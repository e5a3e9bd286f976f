//! Token validation and permission lookup.

use super::{AuthError, Transcript};
use crate::host::{HostError, PermissionLevel, RemoteHost, RepoSlug};
use secrecy::SecretString;

/// A validated token and who it belongs to.
///
/// `permission` is the last level observed by [`CredentialValidator::inspect`];
/// it is informational only. Gated operations query the host again.
#[derive(Debug)]
pub struct Credential {
    token: SecretString,
    pub username: String,
    pub email: String,
    pub permission: PermissionLevel,
}

impl Credential {
    pub fn token(&self) -> &SecretString {
        &self.token
    }
}

pub struct CredentialValidator<'h> {
    host: &'h dyn RemoteHost,
}

impl<'h> CredentialValidator<'h> {
    pub fn new(host: &'h dyn RemoteHost) -> Self {
        Self { host }
    }

    /// Resolve the identity behind `token`.
    ///
    /// A missing or blank token fails before the host is contacted. The
    /// commit email falls back to the profile email, then to the host's
    /// no-reply address.
    pub fn validate(
        &self,
        token: Option<&str>,
        email: Option<&str>,
        log: &Transcript,
    ) -> Result<Credential, AuthError> {
        let token = token
            .map(str::trim)
            .filter(|t| !t.is_empty())
            .ok_or(AuthError::InvalidToken)?;
        let token = SecretString::from(token.to_string());

        let identity = self.host.authenticate(&token).map_err(|e| match e {
            HostError::Unauthorized => AuthError::InvalidToken,
            other => AuthError::LookupFailed(other),
        })?;
        log.record("auth", format!("authenticated as {}", identity.login));

        let email = email
            .map(str::trim)
            .filter(|e| !e.is_empty())
            .map(str::to_string)
            .or(identity.email)
            .unwrap_or_else(|| format!("{}@users.noreply.github.com", identity.login));

        Ok(Credential {
            token,
            username: identity.login,
            email,
            permission: PermissionLevel::None,
        })
    }

    /// Current permission of `credential` on `repo`.
    ///
    /// `read`/`none` are returned as values, not errors; callers decide.
    pub fn check_permission(
        &self,
        credential: &Credential,
        repo: &RepoSlug,
        log: &Transcript,
    ) -> Result<PermissionLevel, AuthError> {
        let level = self
            .host
            .permission(credential.token(), &credential.username, repo)
            .map_err(AuthError::LookupFailed)?;
        log.record("auth", format!("{repo}: {level} permission"));
        Ok(level)
    }

    /// Validate and look up permission on `repo` in one step.
    pub fn inspect(
        &self,
        token: Option<&str>,
        email: Option<&str>,
        repo: &RepoSlug,
        log: &Transcript,
    ) -> Result<Credential, AuthError> {
        let mut credential = self.validate(token, email, log)?;
        credential.permission = self.check_permission(&credential, repo, log)?;
        Ok(credential)
    }
}

/// Status line for a permission check.
pub fn describe_permission(repo: &RepoSlug, level: PermissionLevel) -> String {
    if level.can_publish() {
        format!("credentials valid: branch creation and push allowed on {repo} ({level})")
    } else {
        format!("credentials valid but push and branch creation not allowed on {repo} ({level})")
    }
}

#[cfg(test)]
mod tests {
    use super::*;
    use crate::host::mock::MockHost;

    fn repo() -> RepoSlug {
        RepoSlug::new("org", "site")
    }

    #[test]
    fn test_missing_token_fails_without_host_call() {
        let host = MockHost::new("T1", "alice");
        let validator = CredentialValidator::new(&host);
        let log = Transcript::new();

        assert!(matches!(validator.validate(None, None, &log), Err(AuthError::InvalidToken)));
        assert!(matches!(
            validator.validate(Some("   "), None, &log),
            Err(AuthError::InvalidToken)
        ));
        assert_eq!(host.calls(), 0);
    }

    #[test]
    fn test_rejected_token() {
        let host = MockHost::new("T1", "alice");
        let err = CredentialValidator::new(&host)
            .validate(Some("wrong"), None, &Transcript::new())
            .unwrap_err();
        assert!(matches!(err, AuthError::InvalidToken));
    }

    #[test]
    fn test_email_fallbacks() {
        let log = Transcript::new();

        let host = MockHost::new("T1", "alice");
        let cred = CredentialValidator::new(&host).validate(Some("T1"), None, &log).unwrap();
        assert_eq!(cred.email, "alice@users.noreply.github.com");

        let host = MockHost::new("T1", "alice").with_email("alice@profile.test");
        let validator = CredentialValidator::new(&host);
        let cred = validator.validate(Some("T1"), None, &log).unwrap();
        assert_eq!(cred.email, "alice@profile.test");

        let cred = validator.validate(Some("T1"), Some("a@ui.test"), &log).unwrap();
        assert_eq!(cred.email, "a@ui.test");
        assert_eq!(cred.username, "alice");
    }

    #[test]
    fn test_read_permission_is_not_an_error() {
        let host = MockHost::new("T1", "alice").with_default_permission(PermissionLevel::Read);
        let cred = CredentialValidator::new(&host)
            .inspect(Some("T1"), None, &repo(), &Transcript::new())
            .unwrap();
        assert_eq!(cred.permission, PermissionLevel::Read);
        assert!(!cred.permission.can_publish());
        assert!(describe_permission(&repo(), cred.permission).contains("not allowed"));
    }

    #[test]
    fn test_permission_is_queried_every_time() {
        let host = MockHost::new("T1", "alice");
        let validator = CredentialValidator::new(&host);
        let log = Transcript::new();
        let cred = validator.validate(Some("T1"), None, &log).unwrap();

        assert_eq!(validator.check_permission(&cred, &repo(), &log).unwrap(), PermissionLevel::Admin);
        host.set_permission("org/site", PermissionLevel::Read);
        assert_eq!(validator.check_permission(&cred, &repo(), &log).unwrap(), PermissionLevel::Read);
        assert_eq!(host.calls(), 3);
    }

    #[test]
    fn test_token_never_logged() {
        let host = MockHost::new("secret-token-value", "alice");
        let log = Transcript::new();
        let cred = CredentialValidator::new(&host)
            .validate(Some("secret-token-value"), None, &log)
            .unwrap();
        assert!(!log.contains("secret-token-value"));
        assert!(!format!("{cred:?}").contains("secret-token-value"));
    }
}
···
Take the listing above and repeat exactly the lines from the one containing "pub struct CredentialValidator<'h>" through the one containing "is contacted. The", both included.

pub struct CredentialValidator<'h> {
    host: &'h dyn RemoteHost,
}

impl<'h> CredentialValidator<'h> {
    pub fn new(host: &'h dyn RemoteHost) -> Self {
        Self { host }
    }

    /// Resolve the identity behind `token`.
    ///
    /// A missing or blank token fails before the host is contacted. The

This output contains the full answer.